Gosford Park se déroule dans l’Angleterre de l’entre-deux-guerres et adopte, en apparence, les atours familiers du film en costumes britannique. Week-end de chasse, manoir cossu, invités triés sur le volet et domestiques affairés composent un décor élégant et soigneusement codifié, bientôt traversé par une intrigue criminelle qui détourne les conventions du genre.

À rebours du cinéma aristocratique policé auquel le film pourrait être rattaché, la mise en scène porte la signature de Robert Altman. Cinéaste américain connu pour ses films choraux et son regard iconoclaste, il s’aventure ici pour la première fois sur le terrain du film d’époque et délocalise son univers en Angleterre. Loin d’un hommage révérencieux, il instille une ironie constante et un humour mordant, révélant les mécanismes de domination sociale qui structurent ce microcosme.

L’histoire s’organise autour d’une trentaine de personnages, invités et serviteurs confondus, dont les trajectoires se croisent et se superposent. Tandis que les aristocrates occupent les salons, une armée de domestiques s’active dans les étages inférieurs, soumise à une hiérarchie stricte et à des règles tacites. Une jeune femme de chambre sert de point d’entrée dans cet univers clos, permettant au film de circuler librement entre les deux mondes sans jamais en adopter complètement le point de vue.
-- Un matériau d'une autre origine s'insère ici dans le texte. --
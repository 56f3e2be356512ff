use crate::application::booking::{
    create_booking as execute_create_booking, decide_booking as execute_decide_booking,
    get_booking_for_participant, list_bookings_for_booker as execute_list_for_booker,
    list_bookings_for_owner as execute_list_for_owner,
};
use crate::application::{ServiceDependencies, ServiceError};
use crate::domain::booking::Booking;
use crate::domain::commands::{CreateBooking, DecideBooking};
use crate::domain::value_objects::{BookingId, ItemId};
use crate::ports::ItemStore;
use axum::{
    Json,
    extract::{Path, Query, State},
};
use std::sync::Arc;
use uuid::Uuid;

use super::AppState;
use super::super::{
    error::ApiError,
    extract::SharerUserId,
    types::{ApprovedQuery, BookingCreateRequest, BookingListQuery, BookingResponse},
};

/// 一覧クエリの既定値：state=ALL, from=0, size=10
const DEFAULT_STATE: &str = "ALL";
const DEFAULT_FROM: i32 = 0;
const DEFAULT_SIZE: i32 = 10;

/// POST /bookings - 予約を作成
///
/// 操作ユーザー（ヘッダー）が借り手になる。
///
/// 強制されるビジネスルール:
/// - 借り手とアイテムが存在すること
/// - 終了日時が開始日時より後であること
/// - 自分のアイテムは予約できないこと
/// - アイテムが貸出可能であること
pub async fn save_booking(
    State(state): State<Arc<AppState>>,
    SharerUserId(user_id): SharerUserId,
    Json(req): Json<BookingCreateRequest>,
) -> Result<Json<BookingResponse>, ApiError> {
    tracing::info!("POST /bookings by user {:?}", user_id);

    let cmd = CreateBooking {
        booker_id: user_id,
        item_id: ItemId::from_uuid(req.item_id),
        start: req.start,
        end: req.end,
        status: req.status,
    };

    let booking = execute_create_booking(&state.service_deps, cmd).await?;
    let response = to_booking_response(&state.service_deps, &booking).await?;

    Ok(Json(response))
}

/// PATCH /bookings/:id?approved= - 予約を承認/却下
///
/// アイテムの所有者のみが実行できる。
pub async fn decide_booking(
    State(state): State<Arc<AppState>>,
    SharerUserId(user_id): SharerUserId,
    Path(booking_id): Path<Uuid>,
    Query(query): Query<ApprovedQuery>,
) -> Result<Json<BookingResponse>, ApiError> {
    let cmd = DecideBooking {
        acting_user_id: user_id,
        booking_id: BookingId::from_uuid(booking_id),
        approved: query.approved,
    };

    let booking = execute_decide_booking(&state.service_deps, cmd).await?;
    let response = to_booking_response(&state.service_deps, &booking).await?;

    Ok(Json(response))
}

/// GET /bookings/:id - 予約を当事者として取得
///
/// アイテムの所有者または借り手のみが参照できる。
pub async fn get_booking(
    State(state): State<Arc<AppState>>,
    SharerUserId(user_id): SharerUserId,
    Path(booking_id): Path<Uuid>,
) -> Result<Json<BookingResponse>, ApiError> {
    let booking = get_booking_for_participant(
        &state.service_deps,
        user_id,
        BookingId::from_uuid(booking_id),
    )
    .await?;
    let response = to_booking_response(&state.service_deps, &booking).await?;

    Ok(Json(response))
}

/// GET /bookings - 借り手としての予約一覧
///
/// クエリパラメータ:
/// - state: 状態フィルタ（既定は ALL）
/// - from / size: ページ指定（既定は 0 / 10）
pub async fn list_bookings_for_booker(
    State(state): State<Arc<AppState>>,
    SharerUserId(user_id): SharerUserId,
    Query(query): Query<BookingListQuery>,
) -> Result<Json<Vec<BookingResponse>>, ApiError> {
    let bookings = execute_list_for_booker(
        &state.service_deps,
        user_id,
        query.state.as_deref().unwrap_or(DEFAULT_STATE),
        query.from.unwrap_or(DEFAULT_FROM),
        query.size.unwrap_or(DEFAULT_SIZE),
    )
    .await?;

    to_booking_responses(&state.service_deps, bookings).await
}

/// GET /bookings/owner - 所有者としての予約一覧
///
/// 操作ユーザーが所有する全アイテムへの予約を返す。
pub async fn list_bookings_for_owner(
    State(state): State<Arc<AppState>>,
    SharerUserId(user_id): SharerUserId,
    Query(query): Query<BookingListQuery>,
) -> Result<Json<Vec<BookingResponse>>, ApiError> {
    let bookings = execute_list_for_owner(
        &state.service_deps,
        user_id,
        query.state.as_deref().unwrap_or(DEFAULT_STATE),
        query.from.unwrap_or(DEFAULT_FROM),
        query.size.unwrap_or(DEFAULT_SIZE),
    )
    .await?;

    to_booking_responses(&state.service_deps, bookings).await
}

/// 予約レスポンスの組み立て（アイテム名の解決を含む）
async fn to_booking_response(
    deps: &ServiceDependencies,
    booking: &Booking,
) -> Result<BookingResponse, ApiError> {
    let item = deps
        .item_store
        .get_by_id(booking.item_id)
        .await
        .map_err(|e| ApiError::from(ServiceError::StoreError(e)))?
        .ok_or_else(|| ApiError::from(ServiceError::ItemNotFound))?;

    Ok(BookingResponse::from_booking(booking, item.name))
}

async fn to_booking_responses(
    deps: &ServiceDependencies,
    bookings: Vec<Booking>,
) -> Result<Json<Vec<BookingResponse>>, ApiError> {
    let mut responses = Vec::with_capacity(bookings.len());
    for booking in &bookings {
        responses.push(to_booking_response(deps, booking).await?);
    }

    Ok(Json(responses))
}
Après une longue mise en place, le maître de maison est retrouvé poignardé et empoisonné. Le meurtre ouvre un huis clos de type « whodunit », mais l’enquête, confiée à un inspecteur peu efficace, demeure largement secondaire. Tous les invités ont des raisons de haïr la victime, et le récit préfère laisser affleurer les rancœurs, les humiliations et les secrets plutôt que de conduire méthodiquement vers un coupable.

Le scénario est signé Julian Fellowes, futur créateur de Downton Abbey, dont le film peut être vu comme une ébauche thématique. Le projet, imaginé par Altman avec l’acteur et producteur Bob Balaban, est financé par des capitaux européens et repose sur une distribution britannique prestigieuse, saluée pour la retenue et la précision de son jeu.

Par sa peinture cruelle de l’aristocratie, le film évoque autant l’univers d’Agatha Christie que La Règle du jeu de Jean Renoir. Derrière les apparences policées, il observe le déclin d’une classe dominante et la fin d’un monde figé dans ses privilèges, avec le regard distant d’un entomologiste scrutant une société en voie de décomposition.

Souvent présenté comme l’un des derniers chefs-d’œuvre de Robert Altman, Gosford Park s’impose par la maîtrise de sa mise en scène, la finesse de ses dialogues et la précision de sa scénographie, offrant une relecture acide et désenchantée du cinéma aristocratique britannique.